BIENNALE FOCUS: PIER 2/3

BIENNALE FOCUS: PIER 2/3

BY AMELIA GROOM

Showcasing work from over 180 artists from 42 countries, the 2008 Biennale of Sydney takes in seven of the city’s galleries and outdoor sites clustered around the harbourside. For the fifth time, the historic landmark Pier 2/3 at Walsh Bay will again become a major venue, housing three standout pieces from the exhibition, which runs until September.

One of the unique features of the Biennale this time around is the inclusion of works from the early twentieth century up to today ‘ all under the umbrella term ‘contemporary art.’ Pieces from current figures sit alongside ones from likes of Marcel Duchamp, Man Ray, Alexander Calder and Joseph Beuys, providing a historic background to the artistic developments.

The first work in the large and cavernous space at Pier 2/3 is Intonarumori, the noise-making machines of Luigi Russolo (whose 1911 painting La Rivolta is also part of the Biennale, on show at the AGNSW). One of the founders of Italian futurism, Russolo wrote The Art of Noises in 1913, expressing his enthusiasm for a revolution that would break down the barriers between music and the noises of daily life.

The noise-making machines were part of his experiments in achieving this continuity between ‘sound’ and ‘noise’. The solid boxes fitted with metal speakers can produce an infinite variety of mechanic timbres according to the noise chosen. With his assistant Ugo Piatti, Russolo prepared the Intonarumori for a number of full-scale concerts that he conducted.

Further along in the disused warehouse space is a large painting by Aboriginal artist Doreen Reid Nakamarra. Lying horizontally on the old wooden floorboards, it mimics the land and gives us a birdseye view of a desertscape with sand dunes stretching on forever. The contour-like curves are reminiscent of an aerial photograph and seem to vibrate as we walk around them.

Nakamarra is one of 21 Australian artists included in the Biennale, the highest number since the festival was established in 1973. Her pictorial style is based on repeated gestures that build up a three dimensional optical field suggestive of specific stories associated with her land. This particular work depicts designs associated with the rockhole and soakage water site of Marrapinti, west of the Pollock Hills in Western Australia.
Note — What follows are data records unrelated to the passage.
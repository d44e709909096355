//! Graceful shutdown for network listeners.
//!
//! A [`ShutdownController`] is installed on a [`DrainTarget`] (normally a
//! [`net::ListenerHandle`]). The first trigger, whether an OS signal, a fault
//! or an explicit request, stops accepting, closes idle connections and gives
//! the rest a grace period before they are forced closed.
//!
//! ```text
//!   Running ──trigger──▶ Draining ──all closed / deadline──▶ Closed
//! ```

pub mod config;
pub mod http;
pub mod lifecycle;
pub mod net;
pub mod observability;

pub use config::schema::ServerConfig;
pub use http::HttpServer;
pub use lifecycle::{
    DrainError, DrainFault, DrainOutcome, DrainTarget, ShutdownController, ShutdownError,
    ShutdownOptions, ShutdownReason, ShutdownReport, ShutdownState, Signal, TriggerOutcome,
};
In the next room is one of the most important works of the festival. A sound installation from the Canadian artists Janet Cardiff and George Bures Miller, The Murder of Crows is their largest work to date, making its world premiere at the Biennale. A lone monumental megaphone horn sits on a table in the middle of the space, and 98 black speakers are mounted on stands, chairs and pillars, resembling a static flock of crows.

Sound art is a focus throughout this Biennale and since the 1990s the imaginative and innovative art of Cardiff and Bures Miller has been a fascinating exploration of how sound shapes our experience. With non-linea narratives that can’t quite be grasped, their works have a cinematic quality that transports us to another place.

Using sound to paint a dreamlike landscape, The Murder of Crows is an astounding sound sculpture that envelopes us in strange, disorienting and intimate sounds, running for 35 minutes. Sit and let the sounds move around you or wander through the space and experience different combinations of them. Weaving the noises of marching, birds, an orchestra, singing and silences, images are created by voice, music and sound effects. Like with our dreams and memories, they are fleeting and transient.

The curator of the 2008 Biennale of Sydney, Carolyn Christov-Bakargiev, has coined the catchphrase ‘revolutions – forms that turn,’ for the festival. She’s set out to include things that represent a shift in perspective, things that seek to overthrow established modes of thought, things that explore the urge to revolt, and artworks that physically revolve in space.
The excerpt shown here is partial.